**INFORMATION SHOWN**
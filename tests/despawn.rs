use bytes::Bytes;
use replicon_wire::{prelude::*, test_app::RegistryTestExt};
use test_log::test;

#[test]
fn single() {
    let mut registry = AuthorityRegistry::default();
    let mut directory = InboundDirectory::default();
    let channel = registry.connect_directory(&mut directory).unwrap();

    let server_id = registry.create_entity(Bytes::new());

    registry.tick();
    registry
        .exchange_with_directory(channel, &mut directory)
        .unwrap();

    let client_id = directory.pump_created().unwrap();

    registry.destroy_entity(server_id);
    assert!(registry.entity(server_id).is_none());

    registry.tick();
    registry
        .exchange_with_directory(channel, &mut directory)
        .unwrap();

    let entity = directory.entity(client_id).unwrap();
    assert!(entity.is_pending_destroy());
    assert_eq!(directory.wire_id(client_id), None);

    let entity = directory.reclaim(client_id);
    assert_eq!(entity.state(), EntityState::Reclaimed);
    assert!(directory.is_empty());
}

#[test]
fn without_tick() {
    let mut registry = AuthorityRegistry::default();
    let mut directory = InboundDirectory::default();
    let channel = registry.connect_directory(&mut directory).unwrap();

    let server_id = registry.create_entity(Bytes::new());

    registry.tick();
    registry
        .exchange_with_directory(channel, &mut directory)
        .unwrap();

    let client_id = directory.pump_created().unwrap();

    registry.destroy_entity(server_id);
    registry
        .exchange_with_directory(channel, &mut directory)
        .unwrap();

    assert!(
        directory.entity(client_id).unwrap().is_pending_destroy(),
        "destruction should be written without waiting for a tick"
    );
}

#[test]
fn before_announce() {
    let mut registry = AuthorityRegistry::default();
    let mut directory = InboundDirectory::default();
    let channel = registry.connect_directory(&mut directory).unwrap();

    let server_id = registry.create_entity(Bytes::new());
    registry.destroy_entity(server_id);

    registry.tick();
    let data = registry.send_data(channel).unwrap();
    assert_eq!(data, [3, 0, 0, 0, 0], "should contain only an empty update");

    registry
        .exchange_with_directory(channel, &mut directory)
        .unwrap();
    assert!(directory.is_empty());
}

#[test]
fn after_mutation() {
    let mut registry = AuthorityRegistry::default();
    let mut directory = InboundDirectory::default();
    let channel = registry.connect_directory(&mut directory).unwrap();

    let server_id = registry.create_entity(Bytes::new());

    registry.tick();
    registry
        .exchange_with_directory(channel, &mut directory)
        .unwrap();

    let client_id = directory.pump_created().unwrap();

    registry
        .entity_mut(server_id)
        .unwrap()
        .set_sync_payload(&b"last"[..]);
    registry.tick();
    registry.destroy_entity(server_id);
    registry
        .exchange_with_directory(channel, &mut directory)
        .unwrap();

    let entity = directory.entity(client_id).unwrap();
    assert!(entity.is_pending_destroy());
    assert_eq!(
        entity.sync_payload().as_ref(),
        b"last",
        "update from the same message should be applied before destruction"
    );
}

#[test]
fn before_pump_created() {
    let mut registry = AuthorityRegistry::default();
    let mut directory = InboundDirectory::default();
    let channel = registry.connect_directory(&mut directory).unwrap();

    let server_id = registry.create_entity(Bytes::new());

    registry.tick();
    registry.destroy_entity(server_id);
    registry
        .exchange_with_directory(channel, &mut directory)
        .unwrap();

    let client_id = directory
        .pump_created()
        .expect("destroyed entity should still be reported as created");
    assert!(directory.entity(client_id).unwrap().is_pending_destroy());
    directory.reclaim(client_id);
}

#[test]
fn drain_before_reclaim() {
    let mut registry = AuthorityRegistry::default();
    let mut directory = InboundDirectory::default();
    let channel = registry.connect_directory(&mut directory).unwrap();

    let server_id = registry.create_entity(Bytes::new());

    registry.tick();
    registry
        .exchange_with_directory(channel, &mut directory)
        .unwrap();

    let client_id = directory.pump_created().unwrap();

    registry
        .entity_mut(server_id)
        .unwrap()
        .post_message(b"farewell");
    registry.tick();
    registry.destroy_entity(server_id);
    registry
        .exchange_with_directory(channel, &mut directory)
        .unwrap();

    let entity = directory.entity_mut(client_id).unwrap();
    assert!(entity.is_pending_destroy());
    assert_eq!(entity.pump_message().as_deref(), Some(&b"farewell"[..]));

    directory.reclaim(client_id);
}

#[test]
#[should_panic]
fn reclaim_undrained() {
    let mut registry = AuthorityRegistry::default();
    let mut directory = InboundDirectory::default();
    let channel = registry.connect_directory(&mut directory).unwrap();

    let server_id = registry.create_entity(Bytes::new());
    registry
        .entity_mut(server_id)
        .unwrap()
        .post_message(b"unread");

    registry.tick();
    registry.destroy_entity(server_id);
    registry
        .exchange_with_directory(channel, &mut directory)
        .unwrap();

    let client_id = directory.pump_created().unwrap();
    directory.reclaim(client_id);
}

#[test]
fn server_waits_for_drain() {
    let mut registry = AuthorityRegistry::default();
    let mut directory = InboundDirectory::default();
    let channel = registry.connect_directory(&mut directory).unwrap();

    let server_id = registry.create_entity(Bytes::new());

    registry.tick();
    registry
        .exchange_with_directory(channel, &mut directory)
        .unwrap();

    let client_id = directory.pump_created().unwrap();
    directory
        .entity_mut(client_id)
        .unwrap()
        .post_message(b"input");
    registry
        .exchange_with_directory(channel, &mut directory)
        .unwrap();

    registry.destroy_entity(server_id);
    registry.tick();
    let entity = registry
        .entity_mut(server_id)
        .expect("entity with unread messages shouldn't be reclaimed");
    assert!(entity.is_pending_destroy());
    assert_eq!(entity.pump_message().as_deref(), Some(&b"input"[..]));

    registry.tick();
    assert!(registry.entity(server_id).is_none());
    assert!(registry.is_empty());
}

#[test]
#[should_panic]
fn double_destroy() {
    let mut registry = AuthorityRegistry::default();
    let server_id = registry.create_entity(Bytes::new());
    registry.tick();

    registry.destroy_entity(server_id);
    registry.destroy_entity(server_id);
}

...

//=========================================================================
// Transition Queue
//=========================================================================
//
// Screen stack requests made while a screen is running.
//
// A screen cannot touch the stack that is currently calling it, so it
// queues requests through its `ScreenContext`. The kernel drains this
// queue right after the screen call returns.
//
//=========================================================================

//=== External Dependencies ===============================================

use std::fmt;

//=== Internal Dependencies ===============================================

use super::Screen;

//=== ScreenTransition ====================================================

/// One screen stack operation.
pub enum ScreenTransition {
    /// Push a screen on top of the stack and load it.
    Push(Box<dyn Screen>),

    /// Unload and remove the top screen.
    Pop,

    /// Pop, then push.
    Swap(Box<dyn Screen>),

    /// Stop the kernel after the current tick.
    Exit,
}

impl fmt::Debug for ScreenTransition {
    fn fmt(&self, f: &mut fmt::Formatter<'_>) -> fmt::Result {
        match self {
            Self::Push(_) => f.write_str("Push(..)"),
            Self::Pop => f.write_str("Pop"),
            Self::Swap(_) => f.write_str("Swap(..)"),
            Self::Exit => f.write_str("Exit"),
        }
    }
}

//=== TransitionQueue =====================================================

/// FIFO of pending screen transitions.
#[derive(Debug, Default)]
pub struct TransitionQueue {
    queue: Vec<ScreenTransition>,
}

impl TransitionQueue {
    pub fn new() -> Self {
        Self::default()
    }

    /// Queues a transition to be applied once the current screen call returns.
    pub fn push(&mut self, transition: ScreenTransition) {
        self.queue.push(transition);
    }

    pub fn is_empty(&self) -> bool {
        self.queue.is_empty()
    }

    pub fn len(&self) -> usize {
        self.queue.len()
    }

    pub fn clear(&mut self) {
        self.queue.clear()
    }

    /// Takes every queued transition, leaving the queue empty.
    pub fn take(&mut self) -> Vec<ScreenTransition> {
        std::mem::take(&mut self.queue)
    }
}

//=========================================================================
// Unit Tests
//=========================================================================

**AIM OF THE TASK**
What lines in the listing above contain the word "applied"? Show each one.

**TASK RESPONSE**
        "update from the same message should be applied before destruction"
    /// Queues a transition to be applied once the current screen call returns.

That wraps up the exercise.